Ok, so we have the how and the why, but we’re yet to get to the crux of it. The real question, the one that niggles the naysayers and tugs at the traditionalists: what the hell? If she herself thought belly dancers were “ewww,” where does it leave the rest of us? How has this impacted her family, her friends, her personal life, and her former professional prestige?
What about the cultural implications, Amie? What about that? You must have thought about that a million times before taking this step.
Believe it or not, no, I didn’t; because I really didn’t understand the implication at all since I’m a dancer, you know? The way media portrayed me is I’m a 'mohandessa' who switched (or ‘left’) her studies to become a belly dancer, which was not the case at all. I am a dancer who just switched the style of dancing from one technique to the other.
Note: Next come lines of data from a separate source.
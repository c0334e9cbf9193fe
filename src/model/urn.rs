//! URN value object
//!
//! Catalog identifiers have the form `urn:li:<type>:<id>`. The id segment
//! may itself contain colons (composite keys), so validation only requires
//! the prefix, a non-empty type, and a non-empty id.

use std::fmt;

use serde::{Deserialize, Serialize};

use crate::error::{StageError, StageResult};
use crate::model::entity::EntityKind;

const URN_PREFIX: &str = "urn:li:";

/// A validated catalog URN
#[derive(Debug, Clone, PartialEq, Eq, PartialOrd, Ord, Hash, Serialize, Deserialize)]
#[serde(transparent)]
pub struct Urn(String);

impl Urn {
    /// Parse and validate a URN string
    pub fn parse(s: &str) -> StageResult<Self> {
        let rest = s.strip_prefix(URN_PREFIX).ok_or_else(|| StageError::InvalidUrn {
            urn: s.to_string(),
            message: format!("must start with '{URN_PREFIX}'"),
        })?;
        let (entity_type, id) = rest.split_once(':').ok_or_else(|| StageError::InvalidUrn {
            urn: s.to_string(),
            message: "expected 'urn:li:<type>:<id>'".to_string(),
        })?;
        if entity_type.is_empty() || id.is_empty() {
            return Err(StageError::InvalidUrn {
                urn: s.to_string(),
                message: "type and id segments must be non-empty".to_string(),
            });
        }
        Ok(Self(s.to_string()))
    }

    /// Construct the canonical URN for an entity of the given kind
    pub fn for_entity(kind: EntityKind, id: &str) -> Self {
        Self(format!("{URN_PREFIX}{}:{id}", kind.entity_type()))
    }

    /// Coerce a user reference into a corpuser URN (`alice` →
    /// `urn:li:corpuser:alice`); full URNs pass through validated.
    pub fn corpuser(reference: &str) -> StageResult<Self> {
        Self::coerce(reference, "corpuser")
    }

    /// Coerce a tag reference into a tag URN
    pub fn tag(reference: &str) -> StageResult<Self> {
        Self::coerce(reference, "tag")
    }

    /// Coerce a glossary-term reference into a glossaryTerm URN
    pub fn glossary_term(reference: &str) -> StageResult<Self> {
        Self::coerce(reference, "glossaryTerm")
    }

    /// Coerce a domain reference into a domain URN
    pub fn domain(reference: &str) -> StageResult<Self> {
        Self::coerce(reference, "domain")
    }

    fn coerce(reference: &str, entity_type: &str) -> StageResult<Self> {
        if reference.starts_with("urn:") {
            Self::parse(reference)
        } else if reference.is_empty() {
            Err(StageError::InvalidUrn {
                urn: reference.to_string(),
                message: "reference must be non-empty".to_string(),
            })
        } else {
            Ok(Self(format!("{URN_PREFIX}{entity_type}:{reference}")))
        }
    }

    /// The `<type>` segment
    pub fn entity_type(&self) -> &str {
        let rest = &self.0[URN_PREFIX.len()..];
        rest.split(':').next().unwrap_or("")
    }

    /// The `<id>` segment (everything after the type)
    pub fn id(&self) -> &str {
        let rest = &self.0[URN_PREFIX.len()..];
        rest.split_once(':').map(|(_, id)| id).unwrap_or("")
    }

    pub fn as_str(&self) -> &str {
        &self.0
    }
}

impl fmt::Display for Urn {
    fn fmt(&self, f: &mut fmt::Formatter<'_>) -> fmt::Result {
        f.write_str(&self.0)
    }
}

#[cfg(test)]
mod tests {
    use super::*;

    #[test]
    fn parse_valid_urn() {
        let urn = Urn::parse("urn:li:tag:pii").unwrap();
        assert_eq!(urn.entity_type(), "tag");
        assert_eq!(urn.id(), "pii");
    }

    #[test]
    fn parse_composite_id() {
        let urn = Urn::parse("urn:li:dataset:(urn:li:dataPlatform:hive,db.table,PROD)").unwrap();
        assert_eq!(urn.entity_type(), "dataset");
        assert_eq!(urn.id(), "(urn:li:dataPlatform:hive,db.table,PROD)");
    }

    #[test]
    fn parse_rejects_missing_prefix() {
        assert!(Urn::parse("li:tag:pii").is_err());
        assert!(Urn::parse("tag:pii").is_err());
    }

    #[test]
    fn parse_rejects_missing_id() {
        assert!(Urn::parse("urn:li:tag").is_err());
        assert!(Urn::parse("urn:li:tag:").is_err());
        assert!(Urn::parse("urn:li::pii").is_err());
    }

    #[test]
    fn for_entity_builds_prefixed_urn() {
        let urn = Urn::for_entity(EntityKind::Tag, "pii");
        assert_eq!(urn.as_str(), "urn:li:tag:pii");

        let urn = Urn::for_entity(EntityKind::DataProduct, "revenue");
        assert_eq!(urn.as_str(), "urn:li:dataProduct:revenue");
    }

    #[test]
    fn corpuser_coerces_bare_name() {
        assert_eq!(
            Urn::corpuser("alice").unwrap().as_str(),
            "urn:li:corpuser:alice"
        );
    }

    #[test]
    fn corpuser_passes_through_full_urn() {
        assert_eq!(
            Urn::corpuser("urn:li:corpGroup:data-eng").unwrap().as_str(),
            "urn:li:corpGroup:data-eng"
        );
    }

    #[test]
    fn corpuser_rejects_empty() {
        assert!(Urn::corpuser("").is_err());
    }

    #[test]
    fn serializes_as_plain_string() {
        let urn = Urn::parse("urn:li:domain:finance").unwrap();
        let json = serde_json::to_string(&urn).unwrap();
        assert_eq!(json, "\"urn:li:domain:finance\"");
    }
}
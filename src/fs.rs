//! File system port
//!
//! The emitter writes through this trait so unit tests can run against an
//! in-memory implementation. `LocalFs` writes atomically (temp file in the
//! target directory, then rename) so a reader never observes a partially
//! written artifact under normal conditions.

use std::io::Write;
use std::path::{Path, PathBuf};

use sha2::{Digest, Sha256};

use crate::error::{StageError, StageResult};

/// Abstract file system interface
pub trait FileSystem {
    /// Read file content
    fn read_to_string(&self, path: &Path) -> StageResult<String>;

    /// Write file content atomically, creating parent directories
    fn write_atomic(&self, path: &Path, content: &str) -> StageResult<()>;

    /// Check if a path exists
    fn exists(&self, path: &Path) -> bool;

    /// Create directory and parents
    fn create_dir_all(&self, path: &Path) -> StageResult<()>;

    /// Compute SHA-256 hash of file content
    fn hash_file(&self, path: &Path) -> StageResult<String>;
}

/// Compute SHA-256 hash of in-memory content
pub fn hash_content(content: &[u8]) -> String {
    let mut hasher = Sha256::new();
    hasher.update(content);
    format!("sha256:{:x}", hasher.finalize())
}

/// Local disk implementation
#[derive(Debug, Clone, Copy, Default)]
pub struct LocalFs;

impl LocalFs {
    pub fn new() -> Self {
        Self
    }
}

impl FileSystem for LocalFs {
    fn read_to_string(&self, path: &Path) -> StageResult<String> {
        Ok(std::fs::read_to_string(path)?)
    }

    fn write_atomic(&self, path: &Path, content: &str) -> StageResult<()> {
        let dir = path.parent().unwrap_or_else(|| Path::new("."));
        std::fs::create_dir_all(dir)?;
        // Temp file must live in the target directory: rename is only
        // atomic within one filesystem.
        let mut tmp = tempfile::NamedTempFile::new_in(dir)?;
        tmp.write_all(content.as_bytes())?;
        tmp.persist(path).map_err(|e| StageError::Io(e.error))?;
        Ok(())
    }

    fn exists(&self, path: &Path) -> bool {
        path.exists()
    }

    fn create_dir_all(&self, path: &Path) -> StageResult<()> {
        Ok(std::fs::create_dir_all(path)?)
    }

    fn hash_file(&self, path: &Path) -> StageResult<String> {
        let content = std::fs::read(path)?;
        Ok(hash_content(&content))
    }
}

/// Mock file system for testing
///
/// Uses `Arc<Mutex<>>` internally so it can be cloned and shared.
#[cfg(test)]
#[derive(Clone, Default)]
pub struct MockFileSystem {
    pub files: std::sync::Arc<std::sync::Mutex<std::collections::HashMap<PathBuf, String>>>,
}

#[cfg(test)]
impl MockFileSystem {
    pub fn new() -> Self {
        Self::default()
    }
}

#[cfg(test)]
impl FileSystem for MockFileSystem {
    fn read_to_string(&self, path: &Path) -> StageResult<String> {
        let files = self.files.lock().unwrap();
        files.get(path).cloned().ok_or_else(|| {
            StageError::Io(std::io::Error::new(
                std::io::ErrorKind::NotFound,
                "file not found",
            ))
        })
    }

    fn write_atomic(&self, path: &Path, content: &str) -> StageResult<()> {
        let mut files = self.files.lock().unwrap();
        files.insert(path.to_path_buf(), content.to_string());
        Ok(())
    }

    fn exists(&self, path: &Path) -> bool {
        let files = self.files.lock().unwrap();
        files.contains_key(path)
    }

    fn create_dir_all(&self, _path: &Path) -> StageResult<()> {
        Ok(())
    }

    fn hash_file(&self, path: &Path) -> StageResult<String> {
        let content = self.read_to_string(path)?;
        Ok(hash_content(content.as_bytes()))
    }
}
But you just said you thought it was “ewww…”
Exactly. But, as I discovered, it took me months of training to reach the point where I realised I want to be a professional, so after months of training I realised this is a serious form of dance and the way I’m going to do it, it’s my way or the high way. If I don’t like the scene I’m going to change the scene.
What about your family?
Of course there was the initial shock, but I explained to them it was just a change of technique. It’s really not that big of a deal.
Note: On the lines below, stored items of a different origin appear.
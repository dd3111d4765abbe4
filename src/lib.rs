//! # ebcdic-convert - EBCDIC to Unicode Text Conversion
//!
//! Converts mainframe text files written in one of many IBM EBCDIC code pages
//! into a Unicode encoding, guessing the source code page and the most
//! compact destination encoding when the caller does not name them.
//!
//! ## Features
//!
//! - **32 compiled-in code pages** with lossy and strict decoding
//! - **Source detection** by fewest replacement characters, earliest code page wins ties
//! - **Destination selection** between UTF-8, UTF-16 and UTF-32 by encoded size
//! - **JSON conversion reports** next to every converted file
//! - **Plausibility gate** to reject data that does not look like EBCDIC at all
//!
//! ## Quick Start
//!
//! ```rust
//! use ebcdic_convert::{CodePage, Translator};
//!
//! // "HELLO" in EBCDIC
//! let translator = Translator::new(CodePage::Cp037);
//! let decoded = translator.decode_lossy(&[0xC8, 0xC5, 0xD3, 0xD3, 0xD6]);
//! assert_eq!(decoded.text, "HELLO");
//! assert_eq!(decoded.replacements, 0);
//! ```
//!
//! Whole files go through [`convert_file`], which also writes the converted
//! text and an optional report:
//!
//! ```rust,no_run
//! use std::path::Path;
//!
//! let result = ebcdic_convert::convert_file(
//!     "payroll.ebc",
//!     "auto",
//!     "",
//!     Some(Path::new("payroll_report.json")),
//! )?;
//! println!("{} -> {}", result.source_encoding, result.output_path.display());
//! # Ok::<(), ebcdic_convert::Error>(())
//! ```

#![deny(missing_docs)]

use std::fmt;
use std::path::PathBuf;
use std::str::FromStr;

pub mod batch;
pub mod convert;
pub mod detection;
pub mod multibyte;
pub mod report;
mod tables;
pub mod translator;

pub use batch::{BatchOptions, FileOutcome, Rejection, run_batch};
pub use convert::{
    Conversion, ConversionRequest, ConversionResult, SourceSelection, convert, convert_bytes,
    convert_file, output_path_for,
};
pub use detection::{DetectionResult, EncodingDetector, detect_encoding, detect_plausibility};
pub use multibyte::{UnicodeEncoding, choose_destination};
pub use report::ConversionReport;
pub use translator::{Decoded, REPLACEMENT_CHARACTER, Translator, decode};

/// Result type for conversion operations
pub type Result<T> = std::result::Result<T, Error>;

/// Errors that can occur while converting
#[derive(Debug, thiserror::Error)]
pub enum Error {
    /// A file could not be read or written
    #[error("I/O error on '{}': {source}", path.display())]
    Io {
        /// The file being accessed
        path: PathBuf,
        /// Underlying I/O failure
        #[source]
        source: std::io::Error,
    },

    /// An encoding name that is not registered
    #[error("Unsupported encoding: {name}")]
    UnsupportedEncoding {
        /// The name as supplied by the caller
        name: String,
    },

    /// Byte value has no character in the source code page
    #[error("Unmappable source byte 0x{byte:02X} at position {position}")]
    UnmappableSource {
        /// The unmappable byte value
        byte: u8,
        /// Position of the byte in input
        position: usize,
    },

    /// Character cannot be encoded in the target code page
    #[error("Cannot encode character '{character}' at position {position}")]
    UnmappableTarget {
        /// The unmappable character
        character: char,
        /// Character position in input
        position: usize,
    },

    /// The conversion report could not be serialized or parsed
    #[error("Invalid conversion report '{}': {source}", path.display())]
    Report {
        /// Report location
        path: PathBuf,
        /// Underlying JSON failure
        #[source]
        source: serde_json::Error,
    },
}

impl Error {
    pub(crate) fn io(path: impl Into<PathBuf>, source: std::io::Error) -> Self {
        Error::Io {
            path: path.into(),
            source,
        }
    }

    pub(crate) fn unsupported(name: &str) -> Self {
        Error::UnsupportedEncoding {
            name: name.to_string(),
        }
    }
}

/// Candidate source code pages
///
/// The declaration order is the detection order: when two code pages decode
/// an input equally well, the one listed first wins.
#[derive(Debug, Clone, Copy, PartialEq, Eq, Hash)]
pub enum CodePage {
    /// IBM 037 (US/Canada)
    Cp037,
    /// IBM 273 (Germany/Austria)
    Cp273,
    /// IBM 277 (Denmark/Norway)
    Cp277,
    /// IBM 278 (Finland/Sweden)
    Cp278,
    /// IBM 280 (Italy)
    Cp280,
    /// IBM 281 (Japan, Latin)
    Cp281,
    /// IBM 284 (Spain/Latin America)
    Cp284,
    /// IBM 285 (United Kingdom)
    Cp285,
    /// IBM 297 (France)
    Cp297,
    /// IBM 420 (Arabic)
    Cp420,
    /// IBM 424 (Hebrew)
    Cp424,
    /// IBM 437 (DOS US, ASCII based)
    Cp437,
    /// IBM 500 (International)
    Cp500,
    /// IBM 875 (Greek)
    Cp875,
    /// IBM 880 (Cyrillic multilingual)
    Cp880,
    /// IBM 891 (Korean single-byte, ASCII based)
    Cp891,
    /// IBM 903 (Simplified Chinese single-byte, ASCII based)
    Cp903,
    /// IBM 904 (Traditional Chinese single-byte, ASCII based)
    Cp904,
    /// IBM 905 (Turkish, Latin-3)
    Cp905,
    /// IBM 918 (Urdu)
    Cp918,
    /// IBM 1026 (Turkish, Latin-5)
    Cp1026,
    /// IBM 1047 (Latin-1 / Open Systems)
    Cp1047,
    /// IBM 1140 (US/Canada with euro)
    Cp1140,
    /// IBM 1141 (Germany/Austria with euro)
    Cp1141,
    /// IBM 1142 (Denmark/Norway with euro)
    Cp1142,
    /// IBM 1143 (Finland/Sweden with euro)
    Cp1143,
    /// IBM 1144 (Italy with euro)
    Cp1144,
    /// IBM 1145 (Spain/Latin America with euro)
    Cp1145,
    /// IBM 1146 (United Kingdom with euro)
    Cp1146,
    /// IBM 1147 (France with euro)
    Cp1147,
    /// IBM 1148 (International with euro)
    Cp1148,
    /// IBM 1149 (Icelandic with euro)
    Cp1149,
}

impl CodePage {
    /// Every supported code page, in detection order
    pub const ALL: [CodePage; 32] = [
        CodePage::Cp037,
        CodePage::Cp273,
        CodePage::Cp277,
        CodePage::Cp278,
        CodePage::Cp280,
        CodePage::Cp281,
        CodePage::Cp284,
        CodePage::Cp285,
        CodePage::Cp297,
        CodePage::Cp420,
        CodePage::Cp424,
        CodePage::Cp437,
        CodePage::Cp500,
        CodePage::Cp875,
        CodePage::Cp880,
        CodePage::Cp891,
        CodePage::Cp903,
        CodePage::Cp904,
        CodePage::Cp905,
        CodePage::Cp918,
        CodePage::Cp1026,
        CodePage::Cp1047,
        CodePage::Cp1140,
        CodePage::Cp1141,
        CodePage::Cp1142,
        CodePage::Cp1143,
        CodePage::Cp1144,
        CodePage::Cp1145,
        CodePage::Cp1146,
        CodePage::Cp1147,
        CodePage::Cp1148,
        CodePage::Cp1149,
    ];

    /// Code page used when detection has nothing to score
    pub const FALLBACK: CodePage = CodePage::Cp037;

    /// IBM code page number
    pub fn id(self) -> u16 {
        match self {
            CodePage::Cp037 => 37,
            CodePage::Cp273 => 273,
            CodePage::Cp277 => 277,
            CodePage::Cp278 => 278,
            CodePage::Cp280 => 280,
            CodePage::Cp281 => 281,
            CodePage::Cp284 => 284,
            CodePage::Cp285 => 285,
            CodePage::Cp297 => 297,
            CodePage::Cp420 => 420,
            CodePage::Cp424 => 424,
            CodePage::Cp437 => 437,
            CodePage::Cp500 => 500,
            CodePage::Cp875 => 875,
            CodePage::Cp880 => 880,
            CodePage::Cp891 => 891,
            CodePage::Cp903 => 903,
            CodePage::Cp904 => 904,
            CodePage::Cp905 => 905,
            CodePage::Cp918 => 918,
            CodePage::Cp1026 => 1026,
            CodePage::Cp1047 => 1047,
            CodePage::Cp1140 => 1140,
            CodePage::Cp1141 => 1141,
            CodePage::Cp1142 => 1142,
            CodePage::Cp1143 => 1143,
            CodePage::Cp1144 => 1144,
            CodePage::Cp1145 => 1145,
            CodePage::Cp1146 => 1146,
            CodePage::Cp1147 => 1147,
            CodePage::Cp1148 => 1148,
            CodePage::Cp1149 => 1149,
        }
    }

    /// Canonical lowercase name, e.g. `cp037`
    pub fn name(self) -> &'static str {
        match self {
            CodePage::Cp037 => "cp037",
            CodePage::Cp273 => "cp273",
            CodePage::Cp277 => "cp277",
            CodePage::Cp278 => "cp278",
            CodePage::Cp280 => "cp280",
            CodePage::Cp281 => "cp281",
            CodePage::Cp284 => "cp284",
            CodePage::Cp285 => "cp285",
            CodePage::Cp297 => "cp297",
            CodePage::Cp420 => "cp420",
            CodePage::Cp424 => "cp424",
            CodePage::Cp437 => "cp437",
            CodePage::Cp500 => "cp500",
            CodePage::Cp875 => "cp875",
            CodePage::Cp880 => "cp880",
            CodePage::Cp891 => "cp891",
            CodePage::Cp903 => "cp903",
            CodePage::Cp904 => "cp904",
            CodePage::Cp905 => "cp905",
            CodePage::Cp918 => "cp918",
            CodePage::Cp1026 => "cp1026",
            CodePage::Cp1047 => "cp1047",
            CodePage::Cp1140 => "cp1140",
            CodePage::Cp1141 => "cp1141",
            CodePage::Cp1142 => "cp1142",
            CodePage::Cp1143 => "cp1143",
            CodePage::Cp1144 => "cp1144",
            CodePage::Cp1145 => "cp1145",
            CodePage::Cp1146 => "cp1146",
            CodePage::Cp1147 => "cp1147",
            CodePage::Cp1148 => "cp1148",
            CodePage::Cp1149 => "cp1149",
        }
    }

    /// Region or script the code page was designed for
    pub fn description(self) -> &'static str {
        match self {
            CodePage::Cp037 => "US/Canada",
            CodePage::Cp273 => "Germany/Austria",
            CodePage::Cp277 => "Denmark/Norway",
            CodePage::Cp278 => "Finland/Sweden",
            CodePage::Cp280 => "Italy",
            CodePage::Cp281 => "Japan (Latin)",
            CodePage::Cp284 => "Spain/Latin America",
            CodePage::Cp285 => "United Kingdom",
            CodePage::Cp297 => "France",
            CodePage::Cp420 => "Arabic",
            CodePage::Cp424 => "Hebrew",
            CodePage::Cp437 => "DOS US (ASCII based)",
            CodePage::Cp500 => "International",
            CodePage::Cp875 => "Greek",
            CodePage::Cp880 => "Cyrillic multilingual",
            CodePage::Cp891 => "Korean single-byte (ASCII based)",
            CodePage::Cp903 => "Simplified Chinese single-byte (ASCII based)",
            CodePage::Cp904 => "Traditional Chinese single-byte (ASCII based)",
            CodePage::Cp905 => "Turkish (Latin-3)",
            CodePage::Cp918 => "Urdu",
            CodePage::Cp1026 => "Turkish (Latin-5)",
            CodePage::Cp1047 => "Latin-1 / Open Systems",
            CodePage::Cp1140 => "US/Canada with euro",
            CodePage::Cp1141 => "Germany/Austria with euro",
            CodePage::Cp1142 => "Denmark/Norway with euro",
            CodePage::Cp1143 => "Finland/Sweden with euro",
            CodePage::Cp1144 => "Italy with euro",
            CodePage::Cp1145 => "Spain/Latin America with euro",
            CodePage::Cp1146 => "United Kingdom with euro",
            CodePage::Cp1147 => "France with euro",
            CodePage::Cp1148 => "International with euro",
            CodePage::Cp1149 => "Icelandic with euro",
        }
    }

    /// Look up a code page by its IBM number
    pub fn from_id(id: u16) -> Option<CodePage> {
        CodePage::ALL.iter().copied().find(|cp| cp.id() == id)
    }
}

impl fmt::Display for CodePage {
    fn fmt(&self, f: &mut fmt::Formatter<'_>) -> fmt::Result {
        f.write_str(self.name())
    }
}

impl FromStr for CodePage {
    type Err = Error;

    /// Accepts `cp037`, `IBM037`, `ibm-037`, `ccsid37` and bare numbers such as `1047`
    fn from_str(s: &str) -> Result<Self> {
        let lowered = s.trim().to_ascii_lowercase();
        let digits = ["cp", "ibm-", "ibm", "ccsid"]
            .iter()
            .find_map(|prefix| lowered.strip_prefix(prefix))
            .unwrap_or(&lowered);

        if digits.is_empty() || !digits.bytes().all(|b| b.is_ascii_digit()) {
            return Err(Error::unsupported(s));
        }

        digits
            .parse::<u16>()
            .ok()
            .and_then(CodePage::from_id)
            .ok_or_else(|| Error::unsupported(s))
    }
}

#[cfg(test)]
mod tests {
    use super::*;

    #[test]
    fn test_code_page_names_round_trip() {
        for cp in CodePage::ALL {
            assert_eq!(cp.name().parse::<CodePage>().unwrap(), cp);
            assert_eq!(cp.to_string(), cp.name());
        }
    }

    #[test]
    fn test_code_page_aliases() {
        assert_eq!("CP500".parse::<CodePage>().unwrap(), CodePage::Cp500);
        assert_eq!("IBM037".parse::<CodePage>().unwrap(), CodePage::Cp037);
        assert_eq!("ibm-1047".parse::<CodePage>().unwrap(), CodePage::Cp1047);
        assert_eq!("ccsid1140".parse::<CodePage>().unwrap(), CodePage::Cp1140);
        assert_eq!("37".parse::<CodePage>().unwrap(), CodePage::Cp037);
        assert_eq!(" cp273 ".parse::<CodePage>().unwrap(), CodePage::Cp273);
    }

    #[test]
    fn test_unknown_code_pages_are_rejected() {
        for name in ["cp1252", "utf-8", "auto", "", "cp", "cp-500", "ibm99999999"] {
            match name.parse::<CodePage>() {
                Err(Error::UnsupportedEncoding { name: reported }) => assert_eq!(reported, name),
                other => panic!("expected UnsupportedEncoding for {name:?}, got {other:?}"),
            }
        }
    }

    #[test]
    fn test_candidate_order() {
        assert_eq!(CodePage::ALL.len(), 32);
        assert_eq!(CodePage::ALL[0], CodePage::Cp037);
        assert_eq!(CodePage::ALL[12], CodePage::Cp500);
        assert_eq!(CodePage::ALL[31], CodePage::Cp1149);
        assert_eq!(CodePage::FALLBACK, CodePage::Cp037);
    }

    #[test]
    fn test_error_messages() {
        let err = Error::unsupported("cp9999");
        assert_eq!(err.to_string(), "Unsupported encoding: cp9999");

        let err = Error::UnmappableSource {
            byte: 0x8F,
            position: 3,
        };
        assert_eq!(err.to_string(), "Unmappable source byte 0x8F at position 3");
    }
}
Maybe not for you, but surely for the people around you…
Look, you do classical ballet, you do jazz to improve your classical technique, you do flamenco to pick up something from the flamenco that will help… For me, it was just another one of those things that I was doing. Down the road, I realised I wasn’t going to be a ballerina forever, you know? You quit ballet at a very young age - why not shift sooner? It was very logical and, to me, I was just in my own little dancer world.
"...after months of training I realised this is a serious form of dance and the way I’m going to do it, it’s my way or the high way. If I don’t like the scene I’m going to change the scene."
But the thing is, it’s not shifting from ballet to jazz, is it? It’s shifting to something with a whole other set of cultural contexts.
In my mind it was the same.
Come on, Amie! Surely you must have faced serious challenges or dramas because, well, this IS Egypt.
To be honest, like I said, it’s my way or the high way.
OK, let me put it another way, did you lose anyone because of your choices?
In my life? I’ve had feuds with people, but nobody important to me, I didn’t lose anybody important to me. All my friends are my friends; they know me. My family is very supportive; my mom comes to watch my shows now, and she’ll even critique me! She’ll be like, “why are you looking at that side all the time and not at this side? There are people on both sides.” Again, my approach to dance is very different. I approach it as a technique and an art, and the people who know me know that - they know how I feel about dancing. The people who don’t know me, I don’t really care what they think. So, to be honest, I really haven’t had as many problems as you would think.
So what are the problems that you have had?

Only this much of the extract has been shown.